İlahi daha yüksek, daha ağırlaşıyor, The King'in sesi daha yüksek ve ağırlaşıyor ve müzik sarsılmaya başlıyor, tamamen raydan çıkmakla tehdit ediyor.

"Chang-chang a-ching-chang-a-linga!" Elvis çınlıyor, sesi titriyor, yağlı, ele geçirilmiş. "Chang-chang a-ching-chang-a-linga-linga!"

Ve sonra, cümlenin ortasında kayboluyor - "Chang-ch-..." - mikrofonu düşürmüş gibi. Ya da yuttu. Kornalar sirenler gibi çalıyor. Davullar yuvarlanır ve sıçrar, çarpar ve yuvarlanır. Yedek şarkıcıların kabarcıklı ıslıklı askerleri bir son dakika duası gibi.

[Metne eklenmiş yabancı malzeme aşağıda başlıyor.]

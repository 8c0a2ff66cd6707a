//! Cryptographic building blocks.
//!
//! - `armor`: ASCII armor for keys and messages
//! - `keys`: X25519 key pairs and key files
//! - `engine`: public-key message encryption
//! - `vault`: passphrase protection of the private key at rest

pub mod armor;
pub mod engine;
pub mod keys;
pub mod vault;

pub use engine::{EncryptionEngine, EngineError, X25519Engine};
pub use keys::{KeyError, KeyPair};
pub use vault::{EncryptedKeyBlob, KdfParams, KeyMaterial, VaultError};
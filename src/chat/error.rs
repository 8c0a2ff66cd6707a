//! Chat error types.

use thiserror::Error;

use crate::chat::codec::CodecError;
use crate::crypto::engine::EngineError;
use crate::crypto::vault::VaultError;
use crate::keychain::KeychainError;
use crate::sam::ControlError;

/// Errors that can occur while setting up or running a chat.
#[derive(Error, Debug)]
pub enum ChatError {
    /// Router control-port failure. Aborts the room attempt.
    #[error("Router error: {0}")]
    Control(#[from] ControlError),

    /// Key unlock failed. Raised before any network I/O.
    #[error("Key vault error: {0}")]
    Vault(#[from] VaultError),

    /// Frame or payload failure.
    #[error("Codec error: {0}")]
    Codec(#[from] CodecError),

    /// Key parsing failure.
    #[error("Engine error: {0}")]
    Engine(#[from] EngineError),

    /// Alias lookup failure.
    #[error("Keychain error: {0}")]
    Keychain(#[from] KeychainError),

    /// The unlocked private key is not valid armored text.
    #[error("Unlocked key is not a valid private key")]
    InvalidKeyMaterial,

    /// An encrypted session was started without keys.
    #[error("Encrypted mode needs both a private key and the peer's public key")]
    MissingKeys,

    /// Config directory could not be determined.
    #[error("Config directory not found. Unable to determine home directory.")]
    NoConfigDir,

    /// TOML parse error.
    #[error("TOML parse error: {0}")]
    TomlParse(#[from] toml::de::Error),

    /// I/O error.
    #[error("I/O error: {0}")]
    Io(#[from] std::io::Error),
}
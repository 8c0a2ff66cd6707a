//! Keychain management command.

use anyhow::{Context, Result};
use clap::{Args, Subcommand};

use argonchat::keychain::{KeyEntry, KeyKind};

use super::{CommandExecutor, KeychainArgs};

/// Manage the key registry.
#[derive(Args, Debug)]
pub struct KeysCommand {
    #[command(subcommand)]
    pub action: KeysAction,

    #[command(flatten)]
    pub keychain: KeychainArgs,
}

#[derive(Subcommand, Debug)]
pub enum KeysAction {
    /// List registered keys
    List,

    /// Bind an alias to a key (one private and one public key per alias)
    Bind {
        /// Key id
        id: u32,
        /// Alias (`main` is used by default when chatting)
        alias: String,
    },

    /// Remove a key from the registry
    Remove {
        /// Key id
        id: u32,
        /// Also delete the key file
        #[arg(long)]
        delete_file: bool,
    },
}

impl CommandExecutor for KeysCommand {
    fn execute(&self) -> Result<()> {
        let mut keychain = self.keychain.open()?;

        match &self.action {
            KeysAction::List => {
                let entries = keychain.entries();
                if entries.is_empty() {
                    println!("No keys registered.");
                    println!();
                    println!("Generate one with:");
                    println!("  argonchat keygen --alias main");
                    return Ok(());
                }

                for kind in [KeyKind::Private, KeyKind::Public] {
                    println!("{} keys:", kind);
                    for entry in entries.iter().filter(|e| e.kind == kind) {
                        println!("  {}", describe(entry));
                    }
                    println!();
                }
            }
            KeysAction::Bind { id, alias } => {
                keychain.bind_alias(*id, alias)?;
                keychain.save().context("Failed to save keychain")?;
                println!("Key {} bound to alias '{}'.", id, alias);
            }
            KeysAction::Remove { id, delete_file } => {
                let entry = keychain.remove(*id, *delete_file)?;
                keychain.save().context("Failed to save keychain")?;
                if *delete_file {
                    println!("Key {} deleted ({}).", id, entry.filename);
                } else {
                    println!("Key {} removed from the registry, file kept.", id);
                }
            }
        }
        Ok(())
    }
}

fn describe(entry: &KeyEntry) -> String {
    format!(
        "[{}] {} - {}",
        entry.id,
        entry.alias.as_deref().unwrap_or("(no alias)"),
        entry.filename
    )
}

Oğlum muhtemelen Elvis'in binayı terk ettiğini düşünüyor ama ben daha iyisini biliyorum. 1970'ler ve 60'ların sonlarındaki her Elvis performansının hemen hemen her videosunu gördüm ve bunu şu anda biliyorum, The King's ise sesi gitti, vücudu sahnede her türlü şeyi yapıyor - yumruklar, göğüs gümbürtüleri, tekmeler, hamleler, karate pirzolaları - ve ben duramıyorum gülümseyen. Şovmenlik. Onun yolu eşsizdi. Ama şovmenlikti.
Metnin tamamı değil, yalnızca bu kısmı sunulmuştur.